Records from a data source:
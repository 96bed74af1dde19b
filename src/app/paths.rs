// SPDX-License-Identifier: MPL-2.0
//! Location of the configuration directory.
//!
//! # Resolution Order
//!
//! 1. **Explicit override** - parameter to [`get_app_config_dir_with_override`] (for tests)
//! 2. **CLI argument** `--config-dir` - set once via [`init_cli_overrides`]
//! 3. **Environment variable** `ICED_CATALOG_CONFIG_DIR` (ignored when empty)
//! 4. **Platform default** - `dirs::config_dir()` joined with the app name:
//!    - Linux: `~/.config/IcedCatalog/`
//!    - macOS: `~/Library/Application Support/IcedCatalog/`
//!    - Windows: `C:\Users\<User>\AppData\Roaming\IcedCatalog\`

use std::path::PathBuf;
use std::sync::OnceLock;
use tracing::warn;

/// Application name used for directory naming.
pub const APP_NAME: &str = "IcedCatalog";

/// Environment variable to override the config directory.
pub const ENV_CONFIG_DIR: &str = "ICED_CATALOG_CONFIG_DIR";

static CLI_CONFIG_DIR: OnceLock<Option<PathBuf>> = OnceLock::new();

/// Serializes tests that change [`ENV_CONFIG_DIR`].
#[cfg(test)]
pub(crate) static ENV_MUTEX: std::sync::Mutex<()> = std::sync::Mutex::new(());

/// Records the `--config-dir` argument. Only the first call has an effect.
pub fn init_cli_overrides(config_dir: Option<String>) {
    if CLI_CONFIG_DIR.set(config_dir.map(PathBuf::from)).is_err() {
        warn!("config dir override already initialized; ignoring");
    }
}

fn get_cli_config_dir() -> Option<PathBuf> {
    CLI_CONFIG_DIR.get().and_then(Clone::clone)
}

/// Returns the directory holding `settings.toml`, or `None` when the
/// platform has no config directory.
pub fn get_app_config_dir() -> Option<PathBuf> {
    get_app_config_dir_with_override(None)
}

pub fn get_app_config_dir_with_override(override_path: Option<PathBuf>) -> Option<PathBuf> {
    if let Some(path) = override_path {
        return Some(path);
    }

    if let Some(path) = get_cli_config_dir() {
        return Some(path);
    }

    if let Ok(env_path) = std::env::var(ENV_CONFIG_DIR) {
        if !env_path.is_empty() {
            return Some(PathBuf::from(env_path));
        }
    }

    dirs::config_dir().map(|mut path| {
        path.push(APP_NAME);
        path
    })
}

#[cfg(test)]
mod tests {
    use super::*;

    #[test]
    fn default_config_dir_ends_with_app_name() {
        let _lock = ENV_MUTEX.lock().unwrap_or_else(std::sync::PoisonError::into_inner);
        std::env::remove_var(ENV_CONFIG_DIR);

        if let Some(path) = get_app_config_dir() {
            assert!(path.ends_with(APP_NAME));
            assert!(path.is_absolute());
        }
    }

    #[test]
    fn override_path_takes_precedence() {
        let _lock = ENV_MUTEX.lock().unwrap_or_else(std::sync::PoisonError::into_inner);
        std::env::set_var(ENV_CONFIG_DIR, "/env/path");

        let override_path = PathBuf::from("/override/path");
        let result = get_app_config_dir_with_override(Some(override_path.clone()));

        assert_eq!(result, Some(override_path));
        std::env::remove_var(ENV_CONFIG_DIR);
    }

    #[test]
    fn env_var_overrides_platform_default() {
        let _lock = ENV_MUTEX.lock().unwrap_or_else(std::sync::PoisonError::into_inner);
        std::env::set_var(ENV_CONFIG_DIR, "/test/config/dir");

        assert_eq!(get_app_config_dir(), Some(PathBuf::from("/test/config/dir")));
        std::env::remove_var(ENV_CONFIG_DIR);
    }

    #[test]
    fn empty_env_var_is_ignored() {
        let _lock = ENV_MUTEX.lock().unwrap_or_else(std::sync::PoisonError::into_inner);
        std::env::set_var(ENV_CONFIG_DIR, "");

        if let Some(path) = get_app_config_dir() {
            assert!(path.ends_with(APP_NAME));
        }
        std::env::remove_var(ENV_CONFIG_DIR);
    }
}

Exercise brief:
Look through the entries above; find each line with the word "dirs" and copy it.

Finished exercise:
//! 4. **Platform default** - `dirs::config_dir()` joined with the app name:
    dirs::config_dir().map(|mut path| {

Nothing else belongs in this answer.